TERKAIT: 7 acara TV di mana kostumnya layak mendapatkan Emmy sendiri
Namun, televisi dan budaya telah bergeser. Protagonis masa kini lebih terpecah-pecah, kurang aspiratif, dan seringkali berpakaian lebih santai. Keseragaman dan kerapian pakaian formal pria tidak lagi menjadi pusat perhatian. Hoodie, jaket kerja, dan pakaian luar teknis sebagian besar telah menggantikan setelan jas sebagai bahasa visual dominan dari pemeran utama modern.
Namun, estetika formal belum sepenuhnya hilang; ia hanya berevolusi. Gelombang baru acara di berbagai platform streaming menafsirkan ulang setelan jas, bukan sebagai penanda status atau pesona, melainkan sebagai sinyal kendali atau bahaya. Potongan tetap tajam, tetapi pesannya telah bergeser.
The gentlemen
The Gentlemen, yang dibuat oleh Guy Ritchie, adalah salah satu contoh paling jelas dari pergeseran ini. Dalam serial ini, Theo James memerankan Eddie Horniman, seorang bangsawan Inggris yang menjelajahi dunia kriminal setelah secara tak terduga mewarisi perkebunan ayahnya dan kerajaan narkobanya.
Meskipun acara ini mengandalkan kekerasan bergaya khas Guy dan dialog cepat, ia juga memperkenalkan kembali setelan jas yang rapi sebagai bagian dari bahasa visualnya. Karakter James “, seperti banyak pemain kunci acara” ini, mengenakan setelan yang rapi bukan untuk memikat tetapi untuk mengintimidasi.
Mr. & mrs. Smith
Di Mr. & Mrs. Smith, Donald Glover membayangkan kembali protagonis mata-mata dengan gaya yang lebih minimalis. Bersama Maya Erskine, ia memerankan agen rahasia yang menyeimbangkan kehidupan rumah tangga pinggiran kota dengan misi rahasia. Pakaiannya ramping dan tidak berlebihan: setelan yang sederhana, palet warna yang lembut, dan pakaian luar yang rapi. Efeknya stylish tanpa mencolok. Ada keanggunan, tetapi sangat terkendali.
Billions
Bagi penggemar perebutan kekuasaan korporat, Billions terus menyajikan. Serial yang sudah lama tayang ini, berpusat pada elit keuangan dan hukum New York, masih memperlakukan setelan jas sebagai bagian dari bahasa intinya.
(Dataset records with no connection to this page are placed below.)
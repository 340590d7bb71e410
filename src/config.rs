// src/config.rs

use std::{env, str::FromStr, sync::Arc, time::Duration};

use anyhow::Context;
use sqlx::{postgres::PgPoolOptions, Executor, PgPool};

use crate::{
    db::PgStagingStore,
    models::requests::ExportLimits,
    services::{workbook::XlsxWorkbookWriter, ReportEngine},
};

/// Configuração lida do ambiente (`.env` incluso).
#[derive(Debug, Clone)]
pub struct Settings {
    pub database_url: String,
    pub max_connections: u32,
    pub acquire_timeout: Duration,
    pub statement_timeout: Duration,
    pub export_limits: ExportLimits,
    pub bind_addr: String,
}

fn var_or<T>(name: &str, default: T) -> anyhow::Result<T>
where
    T: FromStr,
    T::Err: std::error::Error + Send + Sync + 'static,
{
    match env::var(name) {
        Ok(raw) => raw
            .trim()
            .parse()
            .with_context(|| format!("{} inválida: '{}'", name, raw)),
        Err(_) => Ok(default),
    }
}

impl Settings {
    pub fn from_env() -> anyhow::Result<Self> {
        dotenvy::dotenv().ok();

        let database_url = env::var("DATABASE_URL").context("DATABASE_URL deve ser definida")?;
        let export_limits = ExportLimits {
            default_rows: var_or("EXPORT_DEFAULT_ROWS", 10_000usize)?,
            hard_limit: var_or("EXPORT_MAX_ROWS", 50_000usize)?,
        };

        Ok(Self {
            database_url,
            max_connections: var_or("DB_MAX_CONNECTIONS", 5u32)?,
            acquire_timeout: Duration::from_secs(var_or("DB_ACQUIRE_TIMEOUT_SECS", 3u64)?),
            statement_timeout: Duration::from_secs(var_or("STORE_STATEMENT_TIMEOUT_SECS", 30u64)?),
            export_limits,
            bind_addr: var_or("BIND_ADDR", "0.0.0.0:3000".to_string())?,
        })
    }
}

#[derive(Clone)]
pub struct AppState {
    pub db_pool: PgPool,
    pub engine: ReportEngine,
}

impl AppState {
    pub async fn new(settings: &Settings) -> anyhow::Result<Self> {
        // O banco corta o comando um pouco depois do prazo do motor.
        let statement_timeout_ms = settings.statement_timeout.as_millis() + 1_000;

        let db_pool = PgPoolOptions::new()
            .max_connections(settings.max_connections)
            .acquire_timeout(settings.acquire_timeout)
            .after_connect(move |conn, _meta| {
                Box::pin(async move {
                    conn.execute(format!("SET statement_timeout = {}", statement_timeout_ms).as_str())
                        .await?;
                    Ok(())
                })
            })
            .connect(&settings.database_url)
            .await?;

        tracing::info!("✅ Conexão com o banco de dados estabelecida com sucesso!");

        // --- Monta o gráfico de dependências ---
        let store = Arc::new(PgStagingStore::new(db_pool.clone()));
        let engine = ReportEngine::new(
            store,
            Arc::new(XlsxWorkbookWriter),
            settings.statement_timeout,
            settings.export_limits,
        );

        Ok(Self { db_pool, engine })
    }
}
Setelan jas tetap presisi dan mahal, sebuah isyarat visual untuk status, kecerdasan, dan pemikiran strategis.
Peaky blinders
Dan meskipun Peaky Blinders telah berakhir, pengaruhnya tetap bertahan. Drama geng awal abad ke-20 ini membantu memperkenalkan kembali pakaian formal vintage ke dalam kesadaran gaya populer, mulai dari setelan tiga potong dan kerah kaku hingga mantel panjang dan jam saku. Ini mengingatkan penonton bahwa pakaian formal pria dapat membawa ancaman sekaligus keanggunan. Dampak global acara ini masih terasa dalam mode dan dalam bagaimana gaya periode digambarkan di layar.
Yang menghubungkan penggambaran baru ini bukanlah nostalgia, melainkan niat. Protagonis berjas masa kini tidak mengenakan pakaian formal untuk merayu atau mengesankan. Jas digunakan sebagai alat, sesuatu yang menyembunyikan, melindungi, atau mengomunikasikan otoritas yang diperhitungkan. Estetika tetap menarik, tetapi konteksnya telah berubah.
Alih-alih mewakili aspirasi, setelan jas di televisi kini cenderung menandakan batasan atau bahkan ancaman. Karakter-karakter ini tidak menjual fantasi kehidupan yang baik. Mereka menavigasi lingkungan yang rumit dan berisiko tinggi di mana setiap detail, hingga lipatan celana, disengaja. Formalitas masih ada, tetapi tidak lagi diromantisasi.
Jika TV sebelumnya menjadikan setelan jas sebagai simbol kepercayaan diri dan pesona, acara-acara saat ini menempatkannya kembali sebagai penanda kekuatan halus dan kontrol diri. Bagi siapa pun yang terinspirasi oleh interpretasi baru ini, kuncinya adalah setelan yang terasa bersih, terstruktur, dan minimal. Baik itu mantel ramping di atas turtleneck atau setelan tajam dalam warna netral yang gelap, formalitas modern tidak terlalu tentang menonjol dan lebih tentang mempertahankan posisi Anda.